= Nitze criteria =

Nitze (beside Reagan) was awarded the Presidential Medal of Freedom shortly after introducing the Nitze criteria.

The Nitze criteria are three basic requirements that encompass the Reagan administration's definition of a successful Ballistic Missile Defense (BMD) deployment. They are named for Paul Nitze, Reagan's chief arms control negotiator, who proposed them in a 1985 speech.

==Missile defense and arms reduction==
A key plank in the Reagan administration's thinking about BMD was that a successful system was not simply a defensive system to protect the United States; its ultimate goal was to be so effective as to render ICBMs essentially useless and lead to their abandonment. Nitze summarized this concept in a 20 February 1985 speech to the Philadelphia World Affairs Council:

For the next ten years, we should seek a radical reduction in the number and power of existing and planned offensive and defensive nuclear arms, whether land-based, space-based, or otherwise. We should even now be looking forward to a period of transition, beginning possibly ten years from now, to effective non-nuclear defensive forces, including defenses against offensive nuclear arms. This period of transition should lead to the eventual elimination of nuclear arms, both offensive and defensive. A nuclear-free world is an ultimate objective to which we, the Soviet Union, and all other nations can agree.

==Success criteria==
Nitze stated that if a BMD system were to be successful in fulfilling this role, it needed to meet three criteria.

The first two criteria are simple: the proposed system has to actually work, and it has to be able to survive attacks against it. While these may seem obvious, many earlier systems failed one or the other of these criteria. For example, Nike Zeus was highly vulnerable to attacks by the very ICBMs it was supposed to defend against, while the later Spartan missile left many questions about its ability to actually destroy its targets at reasonable range.

The third criterion, the one the criteria is really known for, is that the system must be "cost effective at the margin". This is essentially a common-sense rewording of the earlier concept of the cost-exchange ratio, the amount of money needed to counteract a dollar of offensive capability. Previous BMD systems had always been far more expensive than the missiles they were designed to shoot down; during the Nike-X program in the 1960s it was estimated that every dollar the Soviets spent on new ICBMs would require $20 of spending to counter it, a 20-to-1 ratio.

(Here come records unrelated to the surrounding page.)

#![forbid(unsafe_code)]

//! The batch half: crawl every configured channel and append new videos to
//! the catalog.

use crate::catalog::{CatalogRow, CatalogStore, known_urls};
use crate::channels::{ChannelConfig, ChannelSource};
use crate::discovery::{DiscoveryLimits, discover};
use crate::error::CatalogError;
use crate::platform::VideoPlatform;
use crate::resolver::ChannelLookup;
use anyhow::{Context, Result};
use std::collections::HashSet;
use std::thread;
use tracing::{info, warn};

#[derive(Debug, Clone, Copy, Default)]
pub struct SyncOptions {
    pub limits: DiscoveryLimits,
    /// Discover and report, but never write to the catalog.
    pub dry_run: bool,
}

#[derive(Debug)]
pub enum ChannelOutcome {
    /// Resolution or listing failed; nothing was attempted for this channel.
    Skipped(CatalogError),
    Synced {
        channel_id: String,
        discovered: usize,
        appended: usize,
        append_failures: usize,
    },
}

#[derive(Debug)]
pub struct ChannelReport {
    pub label: String,
    pub outcome: ChannelOutcome,
}

#[derive(Debug, Default)]
pub struct SyncSummary {
    pub channels: Vec<ChannelReport>,
}

impl SyncSummary {
    pub fn total_discovered(&self) -> usize {
        self.synced().map(|(discovered, _)| discovered).sum()
    }

    pub fn total_appended(&self) -> usize {
        self.synced().map(|(_, appended)| appended).sum()
    }

    fn synced(&self) -> impl Iterator<Item = (usize, usize)> + '_ {
        self.channels.iter().filter_map(|report| match report.outcome {
            ChannelOutcome::Synced {
                discovered,
                appended,
                ..
            } => Some((discovered, appended)),
            ChannelOutcome::Skipped(_) => None,
        })
    }
}

/// One invocation of the sync job. The set of known URLs lives only for the
/// duration of [`SyncJob::run`].
pub struct SyncJob<'a> {
    store: &'a dyn CatalogStore,
    resolver: &'a dyn ChannelLookup,
    platform: &'a dyn VideoPlatform,
    options: SyncOptions,
}

impl<'a> SyncJob<'a> {
    pub fn new(
        store: &'a dyn CatalogStore,
        resolver: &'a dyn ChannelLookup,
        platform: &'a dyn VideoPlatform,
        options: SyncOptions,
    ) -> Self {
        Self {
            store,
            resolver,
            platform,
            options,
        }
    }

    /// Processes `channels` in order. Only a failure to read the catalog up
    /// front is returned as an error; per-channel problems end up in the
    /// summary.
    pub fn run(&self, channels: &[ChannelConfig]) -> Result<SyncSummary> {
        let rows = self.store.list_rows().context("loading catalog rows")?;
        // One set for the whole run: a URL accepted for one channel is never
        // accepted again for another.
        let mut existing = known_urls(&rows);
        info!("catalog holds {} known URLs", existing.len());

        let mut summary = SyncSummary::default();
        for channel in channels {
            let outcome = self.sync_channel(channel, &mut existing);
            summary.channels.push(ChannelReport {
                label: channel.label.clone(),
                outcome,
            });
        }
        Ok(summary)
    }

    fn sync_channel(
        &self,
        channel: &ChannelConfig,
        existing: &mut HashSet<String>,
    ) -> ChannelOutcome {
        let channel_id = match self.channel_id_for(channel) {
            Ok(channel_id) => channel_id,
            Err(err) => {
                warn!("Skipping {}: {err}", channel.label);
                return ChannelOutcome::Skipped(err);
            }
        };

        let discovery = discover(self.platform, &channel_id, existing, &self.options.limits);
        if let Some(err) = discovery.failure {
            return ChannelOutcome::Skipped(err);
        }

        let discovered = discovery.urls.len();
        let (appended, append_failures) = self.append_all(&channel.label, &discovery.urls);
        if self.options.dry_run {
            info!(
                "[dry run] {discovered} new videos found for {}",
                channel.label
            );
        } else {
            info!(
                "Added {appended} new videos to the catalog for {}",
                channel.label
            );
        }

        ChannelOutcome::Synced {
            channel_id,
            discovered,
            appended,
            append_failures,
        }
    }

    fn channel_id_for(&self, channel: &ChannelConfig) -> Result<String, CatalogError> {
        match &channel.source {
            ChannelSource::Id(id) => Ok(id.clone()),
            ChannelSource::Handle(handle) => self
                .resolver
                .resolve(handle)
                .ok_or_else(|| CatalogError::ResolutionMiss(handle.clone())),
        }
    }

    /// Returns `(appended, failed)`. A rejected write is logged and the
    /// remaining URLs are still attempted.
    fn append_all(&self, label: &str, urls: &[String]) -> (usize, usize) {
        let mut appended = 0;
        let mut failed = 0;
        for url in urls {
            if self.options.dry_run {
                info!("[dry run] would append {label} {url}");
                continue;
            }
            match self.store.append_row(&CatalogRow::new(label, url.as_str())) {
                Ok(()) => appended += 1,
                Err(err) => {
                    warn!("failed to append {url} for {label}: {err:#}");
                    failed += 1;
                }
            }
            let delay = self.options.limits.call_delay;
            if !delay.is_zero() {
                thread::sleep(delay);
            }
        }
        (appended, failed)
    }
}

#[cfg(test)]
mod tests {
    use super::*;
    use crate::catalog::MemoryCatalog;
    use crate::discovery::tests::{FakePlatform, no_delay};
    use crate::platform::watch_url;
    use std::collections::HashMap;

    #[derive(Default)]
    struct FakeResolver {
        handles: HashMap<String, String>,
    }

    impl ChannelLookup for FakeResolver {
        fn resolve(&self, handle: &str) -> Option<String> {
            let key = crate::resolver::strip_site_prefix(handle);
            self.handles.get(key).cloned()
        }
    }

    fn options() -> SyncOptions {
        SyncOptions {
            limits: no_delay(),
            dry_run: false,
        }
    }

    #[test]
    fn appends_only_new_long_videos() {
        let store = MemoryCatalog::with_rows(vec![CatalogRow::new("A", watch_url("u2"))]);
        let platform = FakePlatform::default().channel(
            "UCa",
            &[("u1", Some(8 * 60)), ("u2", Some(8 * 60)), ("u3", Some(12 * 60))],
        );
        let resolver = FakeResolver::default();
        let job = SyncJob::new(&store, &resolver, &platform, options());

        let summary = job.run(&[ChannelConfig::new("A", "UCa")]).unwrap();

        assert_eq!(summary.total_appended(), 1);
        assert_eq!(
            store.snapshot(),
            vec![
                CatalogRow::new("A", watch_url("u2")),
                CatalogRow::new("A", watch_url("u3")),
            ]
        );
    }

    #[test]
    fn second_run_adds_nothing() {
        let store = MemoryCatalog::new();
        let platform = FakePlatform::default()
            .channel("UCa", &[("a1", Some(900)), ("a2", Some(100))])
            .channel("UCb", &[("b1", Some(1200))]);
        let resolver = FakeResolver::default();
        let channels = [ChannelConfig::new("A", "UCa"), ChannelConfig::new("B", "UCb")];

        let first = SyncJob::new(&store, &resolver, &platform, options())
            .run(&channels)
            .unwrap();
        assert_eq!(first.total_appended(), 2);

        let second = SyncJob::new(&store, &resolver, &platform, options())
            .run(&channels)
            .unwrap();
        assert_eq!(second.total_appended(), 0);
        assert_eq!(store.snapshot().len(), 2);
    }

    #[test]
    fn unresolvable_handle_skips_channel_and_continues() {
        let store = MemoryCatalog::new();
        let platform = FakePlatform::default().channel("UCb", &[("b1", Some(700))]);
        let resolver = FakeResolver::default();
        let job = SyncJob::new(&store, &resolver, &platform, options());

        let summary = job
            .run(&[ChannelConfig::new("Nobody", "@nouser"), ChannelConfig::new("B", "UCb")])
            .unwrap();

        assert!(matches!(
            &summary.channels[0].outcome,
            ChannelOutcome::Skipped(CatalogError::ResolutionMiss(handle)) if handle == "@nouser"
        ));
        assert_eq!(store.snapshot(), vec![CatalogRow::new("B", watch_url("b1"))]);
    }

    #[test]
    fn handles_are_resolved_before_discovery() {
        let store = MemoryCatalog::new();
        let platform = FakePlatform::default().channel("UCresolved", &[("v", Some(700))]);
        let resolver = FakeResolver {
            handles: HashMap::from([("@teeniepingTV".to_string(), "UCresolved".to_string())]),
        };
        let job = SyncJob::new(&store, &resolver, &platform, options());

        let summary = job
            .run(&[ChannelConfig::new(
                "티니핑TV",
                "https://www.youtube.com/@teeniepingTV",
            )])
            .unwrap();

        match &summary.channels[0].outcome {
            ChannelOutcome::Synced { channel_id, appended, .. } => {
                assert_eq!(channel_id, "UCresolved");
                assert_eq!(*appended, 1);
            }
            other => panic!("unexpected outcome: {other:?}"),
        }
    }

    #[test]
    fn url_claimed_by_one_channel_is_not_added_for_another() {
        let store = MemoryCatalog::new();
        let platform = FakePlatform::default()
            .channel("UCa", &[("shared", Some(900))])
            .channel("UCb", &[("shared", Some(900)), ("own", Some(900))]);
        let resolver = FakeResolver::default();
        let job = SyncJob::new(&store, &resolver, &platform, options());

        job.run(&[ChannelConfig::new("A", "UCa"), ChannelConfig::new("B", "UCb")])
            .unwrap();

        assert_eq!(
            store.snapshot(),
            vec![
                CatalogRow::new("A", watch_url("shared")),
                CatalogRow::new("B", watch_url("own")),
            ]
        );
    }

    #[test]
    fn enumeration_failure_skips_only_that_channel() {
        let store = MemoryCatalog::new();
        let platform = FakePlatform::default().channel("UCb", &[("b1", Some(900))]);
        let resolver = FakeResolver::default();
        let job = SyncJob::new(&store, &resolver, &platform, options());

        let summary = job
            .run(&[ChannelConfig::new("Gone", "UCgone"), ChannelConfig::new("B", "UCb")])
            .unwrap();

        assert!(matches!(
            summary.channels[0].outcome,
            ChannelOutcome::Skipped(CatalogError::EnumerationFailure { .. })
        ));
        assert_eq!(summary.total_appended(), 1);
    }

    #[test]
    fn rejected_append_does_not_stop_the_channel() {
        let store = MemoryCatalog::new();
        store.reject_appends_for(watch_url("v1"));
        let platform =
            FakePlatform::default().channel("UCa", &[("v1", Some(900)), ("v2", Some(900))]);
        let resolver = FakeResolver::default();
        let job = SyncJob::new(&store, &resolver, &platform, options());

        let summary = job.run(&[ChannelConfig::new("A", "UCa")]).unwrap();

        match &summary.channels[0].outcome {
            ChannelOutcome::Synced {
                discovered,
                appended,
                append_failures,
                ..
            } => {
                assert_eq!((*discovered, *appended, *append_failures), (2, 1, 1));
            }
            other => panic!("unexpected outcome: {other:?}"),
        }
        assert_eq!(store.snapshot(), vec![CatalogRow::new("A", watch_url("v2"))]);
    }

    #[test]
    fn dry_run_writes_nothing() {
        let store = MemoryCatalog::new();
        let platform = FakePlatform::default().channel("UCa", &[("v1", Some(900))]);
        let resolver = FakeResolver::default();
        let job = SyncJob::new(
            &store,
            &resolver,
            &platform,
            SyncOptions {
                limits: no_delay(),
                dry_run: true,
            },
        );

        let summary = job.run(&[ChannelConfig::new("A", "UCa")]).unwrap();

        assert_eq!(summary.total_discovered(), 1);
        assert_eq!(summary.total_appended(), 0);
        assert!(store.snapshot().is_empty());
    }
}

If the US went ahead with Nike-X, the Soviets would see their strategic position being eroded; every Sprint would essentially remove one Soviet ICBM from the attack. The Soviets could address this loss of strategic power simply by building another ICBM. If the US responded by building even more interceptors, the Soviets would do the same. Due to the cost disparity, the Soviets could easily afford to win any resulting arms race. It was widely believed within the US that such a system would lead to less stability — the additional ICBMs increased the risk of an accidental launch. Nothing about Nike-X suggested that it would cause the Soviet Union to give up on ICBMs, nor was there any expectation that the system would have this effect.

If a BMD system were to cause the "other side" to consider dropping their offensive weapons entirely, it had to be economically advantageous. That is, if the US were to spend $1 upgrading their system, it had to cost more than that for the Soviets to counter that upgrade. Then the US could counter any possible Soviet ICBM building program and afford to do so until the Soviet Union went bankrupt. In such a situation, the Soviets might consider building their own defences instead, or bargaining away missiles on both sides in order to return to some level of balance.

This "marginal" cost, the cost of offsetting additions to the offensive fleet, was now a key criterion in building such a system, and Nitze made it central to the concept in the same speech:

If the new technologies cannot meet these standards, we are not about to deploy them.

==Impact and assessment==
The Nitze criteria brought clarity to a field that had been plagued with uncertainty over even the most basic definitions; what did it mean for a BMD system to be "successful"? Earlier debates had generally centered around the number of lives saved, or the cost of a system; Robert McNamara had infamously stated that Nike Zeus would cost $700 per life saved, while a fallout shelter would do the same for $40.

Nitze's criteria shifted the focus away from absolute costs to a very simple statement about whether the system would ultimately increase or decrease the total number of weapons.

According to Strobe Talbott, the criterion gained "the status of holy writ within much of the Administration". The criteria were judged to be so clear and obvious that they were ultimately adopted as law by Congress as a way to stop the deployment of interim BMD systems that would offer no real advantage.

==Criticism==
Nitze's focus entirely on marginal costs was seen by some as a disadvantage. For example, if the up-front costs for the basic system bankrupted the nation, then obviously the marginal cost would no longer be a major issue. Moreover, the concept only really applies to a massive system; if the goal is simply to protect against accidental launches or very limited 3rd-country attacks, then marginal cost is not important, whereas if the goal is to protect the US deterrent force, then it has to survive only to the extent that it accomplishes that mission – more Soviet missiles does not add to the threat to the deterrent.